En effet, pour financer les routes, les voies ferrées, les gares, les aéroports qui ont constitué pendant des années le socle de la croissance chinoise, les villes ont multiplié les sociétés d’endettement externes, de manière à contourner les plafonds d’endettement définis par le pouvoir central. Un tour de passe-passe qui a rendu l’endettement local difficilement lisible et contrôlable.

La situation est devenue quasi intenable depuis la récente crise immobilière. Les ventes de terrain constituant une bonne partie des revenus des collectivités locales, ces dernières se sont donc vite retrouvées dans l’impossibilité de rembourser leurs intérêts, mais aussi de payer les salaires de leurs fonctionnaires, les factures de leurs fournisseurs etc… Les fraudes et abus se sont également multipliés (prélèvement abusif des contribuables, chantage aux patrons d’entreprises privées…). D’où l’intervention de Pékin, sur ordre express de Xi Jinping, qui serait personnellement inquiété de la situation.

Cette annonce s’inscrit dans un plan plus large de relance de l’économie, annoncé fin septembre, mais qui s’était jusqu’à présent concentré sur l’aspect monétaire. Toutefois, les analystes s’attendaient à davantage de la part de Pékin, notamment sur le front fiscal, de manière à relancer la consommation.

Pourtant, Shen Jianguang, économiste de renom, employé par le géant du e-commerce, JD.com (cf photo), explique que cette déception n’est pas justifiée. En effet, l’un des principaux reproches à l’égard de ce plan est qu’il serait trop modeste, en raison de la taille jugée « insuffisante » des nouvelles obligations émises pour avoir un véritable effet stimulant sur l’économie.
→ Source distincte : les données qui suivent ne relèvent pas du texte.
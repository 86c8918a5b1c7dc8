//! Utility functions and helpers

use std::path::Path;

use sha2::{Digest, Sha256};

/// Hex length of a hash token without an explicit `:N` suffix
pub const DEFAULT_HASH_LEN: usize = 16;

/// Full hex SHA-256 digest of the given content
pub fn content_digest(content: &[u8]) -> String {
    let mut hasher = Sha256::new();
    hasher.update(content);
    hex::encode(hasher.finalize())
}

/// Get relative path from base to target
pub fn relative_path(from: &Path, to: &Path) -> Option<String> {
    pathdiff::diff_paths(to, from).map(|p| path_to_slash(&p))
}

/// Clean a path by removing . and .. components
pub fn clean_path(path: &str) -> String {
    let mut parts: Vec<&str> = Vec::new();

    for part in path.split('/') {
        match part {
            "" | "." => continue,
            ".." => {
                parts.pop();
            }
            _ => parts.push(part),
        }
    }

    if path.starts_with('/') {
        format!("/{}", parts.join("/"))
    } else {
        parts.join("/")
    }
}

/// Render a path with forward slashes on every platform
pub fn path_to_slash(path: &Path) -> String {
    path.display().to_string().replace('\\', "/")
}
//! Minimizer plugin declarations

use std::collections::HashSet;
use std::fmt;

use serde::{Deserialize, Serialize};

use crate::config::PluginSection;
use crate::error::{ConfigError, Result};

/// Asset type a minimizer targets
#[derive(Debug, Clone, Copy, PartialEq, Eq, Hash, Serialize, Deserialize)]
#[serde(rename_all = "lowercase")]
pub enum AssetKind {
    Css,
    Image,
    Js,
}

impl fmt::Display for AssetKind {
    fn fmt(&self, f: &mut fmt::Formatter<'_>) -> fmt::Result {
        f.write_str(match self {
            Self::Css => "css",
            Self::Image => "image",
            Self::Js => "js",
        })
    }
}

#[derive(Debug, Clone, PartialEq, Serialize)]
pub struct OptimizationPlugin {
    pub target: AssetKind,
    pub name: String,
    pub options: toml::Table,
}

/// Validate plugin declarations; `(target, name)` pairs must be unique
pub fn collect_plugins(sections: &[PluginSection]) -> Result<Vec<OptimizationPlugin>> {
    let mut seen = HashSet::new();
    let mut plugins = Vec::with_capacity(sections.len());

    for (index, section) in sections.iter().enumerate() {
        let name = section.name.trim();
        if name.is_empty() {
            return Err(ConfigError::invalid(
                format!("optimization[{index}].name"),
                "plugin name must not be empty",
            ));
        }
        if !seen.insert((section.target, name.to_string())) {
            return Err(ConfigError::DuplicatePlugin {
                target: section.target.to_string(),
                name: name.to_string(),
            });
        }
        plugins.push(OptimizationPlugin {
            target: section.target,
            name: name.to_string(),
            options: section.options.clone(),
        });
    }

    Ok(plugins)
}

#[cfg(test)]
mod tests {
    use super::*;

    fn section(target: AssetKind, name: &str) -> PluginSection {
        PluginSection {
            target,
            name: name.to_string(),
            options: toml::Table::new(),
        }
    }

    #[test]
    fn test_same_name_different_targets_is_allowed() {
        let plugins = collect_plugins(&[
            section(AssetKind::Css, "minimizer"),
            section(AssetKind::Js, "minimizer"),
        ])
        .unwrap();
        assert_eq!(plugins.len(), 2);
    }

    #[test]
    fn test_duplicate_rejected() {
        let err = collect_plugins(&[
            section(AssetKind::Image, "optipng"),
            section(AssetKind::Image, " optipng "),
        ])
        .unwrap_err();
        assert!(matches!(
            err,
            ConfigError::DuplicatePlugin { ref target, ref name } if target == "image" && name == "optipng"
        ));
    }

    #[test]
    fn test_blank_name_rejected() {
        assert!(collect_plugins(&[section(AssetKind::Css, "  ")]).is_err());
    }
}
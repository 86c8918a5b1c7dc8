//! Configuration schema definitions

use std::collections::BTreeMap;

use serde::{Deserialize, Serialize};

use crate::descriptor::AssetKind;

/// Output configuration
#[derive(Debug, Clone, Serialize, Deserialize)]
#[serde(deny_unknown_fields)]
pub struct OutputSection {
    /// Output directory
    #[serde(default = "default_output_dir")]
    pub dir: String,

    /// Filename template for production builds
    #[serde(default = "default_filename")]
    pub filename: String,

    /// Filename template for development builds
    #[serde(default = "default_dev_filename")]
    pub dev_filename: String,

    /// Empty the output directory before emitting
    #[serde(default = "default_true")]
    pub clean: bool,

    /// Template for assets emitted as standalone files (images, fonts)
    ///
    /// Passed to the engine verbatim. Unlike `filename`, its `[ext]`
    /// includes the leading dot, so the default reads `[contenthash][ext]`.
    #[serde(default = "default_asset_filename")]
    pub asset_filename: String,

    /// Per-extension subdirectory inside the output directory
    #[serde(default)]
    pub subdirs: BTreeMap<String, String>,
}

impl Default for OutputSection {
    fn default() -> Self {
        Self {
            dir: default_output_dir(),
            filename: default_filename(),
            dev_filename: default_dev_filename(),
            clean: true,
            asset_filename: default_asset_filename(),
            subdirs: BTreeMap::new(),
        }
    }
}

fn default_output_dir() -> String {
    "dist".to_string()
}

fn default_filename() -> String {
    "app.bundle.[contenthash].[ext]".to_string()
}

fn default_dev_filename() -> String {
    "[name].[ext]".to_string()
}

fn default_asset_filename() -> String {
    "assets/[path][name].[contenthash][ext]".to_string()
}

fn default_true() -> bool {
    true
}

/// Development server configuration
#[derive(Debug, Clone, Serialize, Deserialize)]
#[serde(deny_unknown_fields)]
pub struct DevServerSection {
    /// Port to run dev server on
    #[serde(default = "default_port")]
    pub port: u16,

    /// Host to bind to
    #[serde(default = "default_host")]
    pub host: String,

    /// Reload the page when watched files change
    #[serde(default = "default_true")]
    pub live_reload: bool,

    /// Enable hot module replacement
    #[serde(default = "default_true")]
    pub hot: bool,

    /// Directories served as-is, in lookup order
    #[serde(default = "default_static_dirs")]
    pub static_dirs: Vec<String>,

    /// Extra globs that trigger a reload
    #[serde(default)]
    pub watch: Vec<String>,

    /// Serve index.html for unknown routes
    #[serde(default)]
    pub history_fallback: bool,

    /// Gzip responses
    #[serde(default = "default_true")]
    pub compress: bool,

    /// Open browser automatically
    #[serde(default)]
    pub open: bool,

    /// Extra response headers
    #[serde(default)]
    pub headers: BTreeMap<String, String>,

    /// Browser overlay settings
    #[serde(default)]
    pub overlay: OverlaySection,

    /// Show compilation progress in the browser
    #[serde(default = "default_true")]
    pub progress: bool,

    /// Write emitted files to disk instead of serving from memory
    #[serde(default)]
    pub write_to_disk: bool,

    /// Poll instead of relying on native file events
    #[serde(default)]
    pub use_polling: bool,
}

impl Default for DevServerSection {
    fn default() -> Self {
        Self {
            port: default_port(),
            host: default_host(),
            live_reload: true,
            hot: true,
            static_dirs: default_static_dirs(),
            watch: Vec::new(),
            history_fallback: false,
            compress: true,
            open: false,
            headers: BTreeMap::new(),
            overlay: OverlaySection::default(),
            progress: true,
            write_to_disk: false,
            use_polling: false,
        }
    }
}

fn default_port() -> u16 {
    3333
}

fn default_host() -> String {
    "127.0.0.1".to_string()
}

fn default_static_dirs() -> Vec<String> {
    vec!["public".to_string()]
}

/// Which compiler diagnostics the browser overlay shows
#[derive(Debug, Clone, Copy, PartialEq, Eq, Serialize, Deserialize)]
#[serde(deny_unknown_fields)]
pub struct OverlaySection {
    #[serde(default = "default_true")]
    pub errors: bool,

    #[serde(default)]
    pub warnings: bool,
}

impl Default for OverlaySection {
    fn default() -> Self {
        Self {
            errors: true,
            warnings: false,
        }
    }
}

/// Partial dev server settings layered over `[dev_server]`
#[derive(Debug, Clone, Default, Serialize, Deserialize)]
#[serde(deny_unknown_fields)]
pub struct DevServerOverrides {
    pub port: Option<u16>,
    pub host: Option<String>,
    pub live_reload: Option<bool>,
    pub hot: Option<bool>,
    pub static_dirs: Option<Vec<String>>,
    pub watch: Option<Vec<String>>,
    pub history_fallback: Option<bool>,
    pub compress: Option<bool>,
    pub open: Option<bool>,
    pub headers: Option<BTreeMap<String, String>>,
    pub overlay: Option<OverlaySection>,
    pub progress: Option<bool>,
    pub write_to_disk: Option<bool>,
    pub use_polling: Option<bool>,
}

impl DevServerOverrides {
    /// Apply every field that is set onto `base`
    pub fn apply(&self, base: &mut DevServerSection) {
        macro_rules! layer {
            ($($field:ident),* $(,)?) => {
                $(
                    if let Some(value) = &self.$field {
                        base.$field = value.clone();
                    }
                )*
            };
        }

        layer!(
            port,
            host,
            live_reload,
            hot,
            static_dirs,
            watch,
            history_fallback,
            compress,
            open,
            overlay,
            progress,
            write_to_disk,
            use_polling,
        );

        // Headers merge rather than replace
        if let Some(headers) = &self.headers {
            base.headers
                .extend(headers.iter().map(|(k, v)| (k.clone(), v.clone())));
        }
    }
}

/// A single `[[rules]]` entry
#[derive(Debug, Clone, Serialize, Deserialize)]
#[serde(deny_unknown_fields)]
pub struct RuleSection {
    /// Regular expression tested against the file path
    #[serde(default)]
    pub test: Option<String>,

    /// Glob tested against the file name (or the path if it contains `/`)
    #[serde(default)]
    pub glob: Option<String>,

    /// Regular expression that suppresses a match
    #[serde(default)]
    pub exclude: Option<String>,

    /// Match patterns case-sensitively
    #[serde(default)]
    pub case_sensitive: bool,

    /// Handler chain, in declared order
    #[serde(rename = "use", default)]
    pub handlers: Vec<HandlerEntry>,
}

/// A handler is either a bare loader name or a table with options
#[derive(Debug, Clone, Serialize, Deserialize)]
#[serde(untagged)]
pub enum HandlerEntry {
    Name(String),
    Detailed {
        loader: String,
        #[serde(default)]
        options: Option<toml::Table>,
    },
}

/// A single `[[optimization]]` entry
#[derive(Debug, Clone, Serialize, Deserialize)]
#[serde(deny_unknown_fields)]
pub struct PluginSection {
    /// Asset type the plugin minimizes
    pub target: AssetKind,

    /// Plugin name/identifier
    pub name: String,

    /// Plugin-specific options
    #[serde(default)]
    pub options: toml::Table,
}

/// HTML page emission settings
#[derive(Debug, Clone, Serialize, Deserialize)]
#[serde(deny_unknown_fields)]
pub struct HtmlSection {
    /// Source template, relative to the config file
    pub template: String,

    /// Emitted filename inside the output directory
    #[serde(default = "default_html_filename")]
    pub filename: String,

    #[serde(default)]
    pub minify: bool,
}

fn default_html_filename() -> String {
    "index.html".to_string()
}

#[cfg(test)]
mod tests {
    use super::*;

    #[test]
    fn test_overrides_only_touch_set_fields() {
        let mut base = DevServerSection::default();
        base.headers.insert("X-Base".into(), "1".into());

        let overrides = DevServerOverrides {
            hot: Some(false),
            static_dirs: Some(vec!["public".into(), "assets".into()]),
            headers: Some(BTreeMap::from([("X-Extra".to_string(), "2".to_string())])),
            ..Default::default()
        };
        overrides.apply(&mut base);

        assert!(!base.hot);
        assert!(base.live_reload);
        assert_eq!(base.port, 3333);
        assert_eq!(base.static_dirs, vec!["public", "assets"]);
        assert_eq!(base.headers.len(), 2);
    }

    #[test]
    fn test_handler_entry_forms() {
        #[derive(Deserialize)]
        struct Wrapper {
            #[serde(rename = "use")]
            handlers: Vec<HandlerEntry>,
        }

        let parsed: Wrapper = toml::from_str(
            r#"use = ["css-loader", { loader = "sass-loader", options = { indented = true } }]"#,
        )
        .unwrap();

        assert!(matches!(&parsed.handlers[0], HandlerEntry::Name(n) if n == "css-loader"));
        assert!(matches!(
            &parsed.handlers[1],
            HandlerEntry::Detailed { loader, options: Some(_) } if loader == "sass-loader"
        ));
    }
}
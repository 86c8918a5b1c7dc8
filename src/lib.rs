//! packdesc library
//!
//! Validated, immutable build pipeline descriptors for frontend bundlers.
//!
//! ```no_run
//! use packdesc::{BuildDescriptor, EnvSnapshot};
//!
//! let descriptor = BuildDescriptor::load("packdesc.toml", &EnvSnapshot::from_process(), None)?;
//! let js = descriptor.resolve_output_filename("js");
//! let chain = descriptor.match_transform("css/site.css");
//! # Ok::<(), packdesc::ConfigError>(())
//! ```

pub mod cli;
pub mod config;
pub mod descriptor;
pub mod env;
pub mod error;
pub mod utils;

pub use cli::Cli;
pub use config::Config;
pub use descriptor::{BuildDescriptor, HandlerChain, Mode};
pub use env::EnvSnapshot;
pub use error::ConfigError;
Selon la banque Citi, les économies d’intérêts pour les gouvernements locaux représenteront moins de 0,1% du PIB chinois.

Mais le professeur Shen souligne que ces mesures de désendettement devraient se poursuivre en 2025 et 2026, pour atteindre les 12 trillions de yuans, soit environ 10 % du PIB chinois. Cumulés aux autres mesures de soutien (secteur immobilier, injections de capitaux dans les grandes banques d’État…), l’ensemble des politiques de relance devrait ainsi représenter près de 20 % du PIB, affirme-t-il.

L’économiste avance également que ce remplacement des dettes cachées par des dettes « officielles » allège la pression fiscale des gouvernements locaux, leur permettant de libérer des ressources financières et d’augmenter les dépenses publiques dans les secteurs de l’éducation, de la santé et des services sociaux, ce qui stimulera in fine la demande globale. En un effet d’entraînement, la réduction des dettes locales permettra de régler les paiements dus aux entreprises et les arriérés de salaires aux fonctionnaires, ce qui favorisera à son tour les investissements privés et la consommation des ménages, affirme Shen Jianguang.

Mais il ne faut pas s’y méprendre, en s’attaquant aux « créances grises » des gouvernements locaux, la priorité du pouvoir n’est pas de soutenir la consommation, mais bien de réduire ce qui menaçait de devenir un risque systémique pour l’économie chinoise. Il ne s’agit donc en aucun cas d’un revirement stratégique, mais de la continuité de la campagne de « réduction des risques » qui anime Xi Jinping depuis son arrivée au pouvoir.